** Problem details **
Repeat all of the data exactly. Leave nothing out.

START Data for analysis

//! Prompt refresh: `prompt` and `color_theme` writes re-render the interactive
//! prompt.
//!
//! The theme engine and the shell that displays the prompt are external
//! collaborators, reached through [`ColorTheme`] and [`PromptSink`].  A failed
//! refresh never fails the write that triggered it.

use std::cell::RefCell;
use std::fmt;
use std::rc::Rc;

use thiserror::Error;
use tracing::debug;

use super::{HookArgs, HookError};
use crate::conf::value::SettingValue;
use crate::conf::Conf;

/// Prompt used until someone sets another one.
pub const DEFAULT_PROMPT: &str = ">>> ";

/// Errors produced while re-rendering the prompt.
#[derive(Debug, Error, PartialEq)]
pub enum PromptError {
    /// The theme could not render the prompt text.
    #[error("theme `{theme}` cannot render the prompt: {reason}")]
    Render { theme: String, reason: String },

    /// `color_theme` holds something that is not a theme.
    #[error("color_theme holds {0}, not a theme")]
    NotATheme(&'static str),

    /// `prompt` holds something that is not text.
    #[error("prompt holds {0}, not text")]
    NotText(&'static str),

    /// The prompt sink refused the rendered prompt.
    #[error("prompt sink unavailable: {0}")]
    Unavailable(String),
}

/// A color theme as seen by the configuration: something that can style the
/// prompt.
pub trait ColorTheme: fmt::Debug {
    fn name(&self) -> &str;

    /// Returns `text` styled for this theme.
    fn prompt(&self, text: &str) -> Result<String, PromptError>;
}

/// Theme that leaves text untouched.
#[derive(Debug, Clone, Copy, Default)]
pub struct NoTheme;

impl ColorTheme for NoTheme {
    fn name(&self) -> &str {
        "NoTheme"
    }

    fn prompt(&self, text: &str) -> Result<String, PromptError> {
        Ok(text.to_string())
    }
}

/// Theme that wraps the prompt in one ANSI SGR color.
#[derive(Debug, Clone)]
pub struct AnsiTheme {
    name: String,
    sgr: String,
}

impl AnsiTheme {
    /// `sgr` is the parameter list of the escape, e.g. `"1;34"` for bold blue.
    pub fn new(name: impl Into<String>, sgr: impl Into<String>) -> Self {
        Self {
            name: name.into(),
            sgr: sgr.into(),
        }
    }
}

impl ColorTheme for AnsiTheme {
    fn name(&self) -> &str {
        &self.name
    }

    fn prompt(&self, text: &str) -> Result<String, PromptError> {
        Ok(format!("\x1b[{}m{text}\x1b[0m", self.sgr))
    }
}

/// Looks up a shipped theme by name (case-insensitive).
pub fn theme_by_name(name: &str) -> Option<Rc<dyn ColorTheme>> {
    match name.to_ascii_lowercase().as_str() {
        "none" | "notheme" => Some(Rc::new(NoTheme)),
        "ansi" | "default" => Some(Rc::new(AnsiTheme::new("ansi", "1;34"))),
        _ => None,
    }
}

/// Where the rendered prompt goes (the shell's primary prompt).
#[cfg_attr(test, mockall::automock)]
pub trait PromptSink {
    fn set_prompt(&self, rendered: &str) -> Result<(), PromptError>;
}

/// Sink that keeps the last rendered prompt in memory.
#[derive(Debug, Default)]
pub struct PromptSlot {
    rendered: RefCell<Option<String>>,
}

impl PromptSlot {
    pub fn current(&self) -> Option<String> {
        self.rendered.borrow().clone()
    }
}

impl PromptSink for PromptSlot {
    fn set_prompt(&self, rendered: &str) -> Result<(), PromptError> {
        *self.rendered.borrow_mut() = Some(rendered.to_string());
        Ok(())
    }
}

/// Write hook for `prompt` and `color_theme`.
///
/// Renders the current prompt through the current theme and hands it to the
/// configuration's prompt sink.  Every failure is logged and swallowed.
pub fn prompt_changer(
    conf: &Conf,
    attribute: &str,
    _value: &SettingValue,
    _args: &HookArgs<SettingValue>,
) -> Result<(), HookError> {
    match render_prompt(conf) {
        Ok(rendered) => {
            if let Err(e) = conf.prompt_sink().set_prompt(&rendered) {
                debug!(attribute, error = %e, "prompt sink rejected update");
            }
        }
        Err(e) => debug!(attribute, error = %e, "prompt not re-rendered"),
    }
    Ok(())
}

fn render_prompt(conf: &Conf) -> Result<String, PromptError> {
    let theme = match conf.get("color_theme") {
        Ok(SettingValue::Theme(theme)) => theme,
        Ok(other) => return Err(PromptError::NotATheme(other.kind())),
        Err(e) => return Err(PromptError::Unavailable(e.to_string())),
    };
    match conf.get("prompt") {
        Ok(SettingValue::Str(text)) => theme.prompt(&text),
        Ok(other) => Err(PromptError::NotText(other.kind())),
        Err(e) => Err(PromptError::Unavailable(e.to_string())),
    }
}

END Data for analysis

** Exercise output **
//! Prompt refresh: `prompt` and `color_theme` writes re-render the interactive
//! prompt.
//!
//! The theme engine and the shell that displays the prompt are external
//! collaborators, reached through [`ColorTheme`] and [`PromptSink`].  A failed
//! refresh never fails the write that triggered it.

use std::cell::RefCell;
use std::fmt;
use std::rc::Rc;

use thiserror::Error;
use tracing::debug;

use super::{HookArgs, HookError};
use crate::conf::value::SettingValue;
use crate::conf::Conf;

/// Prompt used until someone sets another one.
pub const DEFAULT_PROMPT: &str = ">>> ";

/// Errors produced while re-rendering the prompt.
#[derive(Debug, Error, PartialEq)]
pub enum PromptError {
    /// The theme could not render the prompt text.
    #[error("theme `{theme}` cannot render the prompt: {reason}")]
    Render { theme: String, reason: String },

    /// `color_theme` holds something that is not a theme.
    #[error("color_theme holds {0}, not a theme")]
    NotATheme(&'static str),

    /// `prompt` holds something that is not text.
    #[error("prompt holds {0}, not text")]
    NotText(&'static str),

    /// The prompt sink refused the rendered prompt.
    #[error("prompt sink unavailable: {0}")]
    Unavailable(String),
}

/// A color theme as seen by the configuration: something that can style the
/// prompt.
pub trait ColorTheme: fmt::Debug {
    fn name(&self) -> &str;

    /// Returns `text` styled for this theme.
    fn prompt(&self, text: &str) -> Result<String, PromptError>;
}

/// Theme that leaves text untouched.
#[derive(Debug, Clone, Copy, Default)]
pub struct NoTheme;

impl ColorTheme for NoTheme {
    fn name(&self) -> &str {
        "NoTheme"
    }

    fn prompt(&self, text: &str) -> Result<String, PromptError> {
        Ok(text.to_string())
    }
}

/// Theme that wraps the prompt in one ANSI SGR color.
#[derive(Debug, Clone)]
pub struct AnsiTheme {
    name: String,
    sgr: String,
}

impl AnsiTheme {
    /// `sgr` is the parameter list of the escape, e.g. `"1;34"` for bold blue.
    pub fn new(name: impl Into<String>, sgr: impl Into<String>) -> Self {
        Self {
            name: name.into(),
            sgr: sgr.into(),
        }
    }
}

impl ColorTheme for AnsiTheme {
    fn name(&self) -> &str {
        &self.name
    }

    fn prompt(&self, text: &str) -> Result<String, PromptError> {
        Ok(format!("\x1b[{}m{text}\x1b[0m", self.sgr))
    }
}

/// Looks up a shipped theme by name (case-insensitive).
pub fn theme_by_name(name: &str) -> Option<Rc<dyn ColorTheme>> {
    match name.to_ascii_lowercase().as_str() {
        "none" | "notheme" => Some(Rc::new(NoTheme)),
        "ansi" | "default" => Some(Rc::new(AnsiTheme::new("ansi", "1;34"))),
        _ => None,
    }
}

/// Where the rendered prompt goes (the shell's primary prompt).
#[cfg_attr(test, mockall::automock)]
pub trait PromptSink {
    fn set_prompt(&self, rendered: &str) -> Result<(), PromptError>;
}

/// Sink that keeps the last rendered prompt in memory.
#[derive(Debug, Default)]
pub struct PromptSlot {
    rendered: RefCell<Option<String>>,
}

impl PromptSlot {
    pub fn current(&self) -> Option<String> {
        self.rendered.borrow().clone()
    }
}

impl PromptSink for PromptSlot {
    fn set_prompt(&self, rendered: &str) -> Result<(), PromptError> {
        *self.rendered.borrow_mut() = Some(rendered.to_string());
        Ok(())
    }
}

/// Write hook for `prompt` and `color_theme`.
///
/// Renders the current prompt through the current theme and hands it to the
/// configuration's prompt sink.  Every failure is logged and swallowed.
pub fn prompt_changer(
    conf: &Conf,
    attribute: &str,
    _value: &SettingValue,
    _args: &HookArgs<SettingValue>,
) -> Result<(), HookError> {
    match render_prompt(conf) {
        Ok(rendered) => {
            if let Err(e) = conf.prompt_sink().set_prompt(&rendered) {
                debug!(attribute, error = %e, "prompt sink rejected update");
            }
        }
        Err(e) => debug!(attribute, error = %e, "prompt not re-rendered"),
    }
    Ok(())
}

fn render_prompt(conf: &Conf) -> Result<String, PromptError> {
    let theme = match conf.get("color_theme") {
        Ok(SettingValue::Theme(theme)) => theme,
        Ok(other) => return Err(PromptError::NotATheme(other.kind())),
        Err(e) => return Err(PromptError::Unavailable(e.to_string())),
    };
    match conf.get("prompt") {
        Ok(SettingValue::Str(text)) => theme.prompt(&text),
        Ok(other) => Err(PromptError::NotText(other.kind())),
        Err(e) => Err(PromptError::Unavailable(e.to_string())),
    }
}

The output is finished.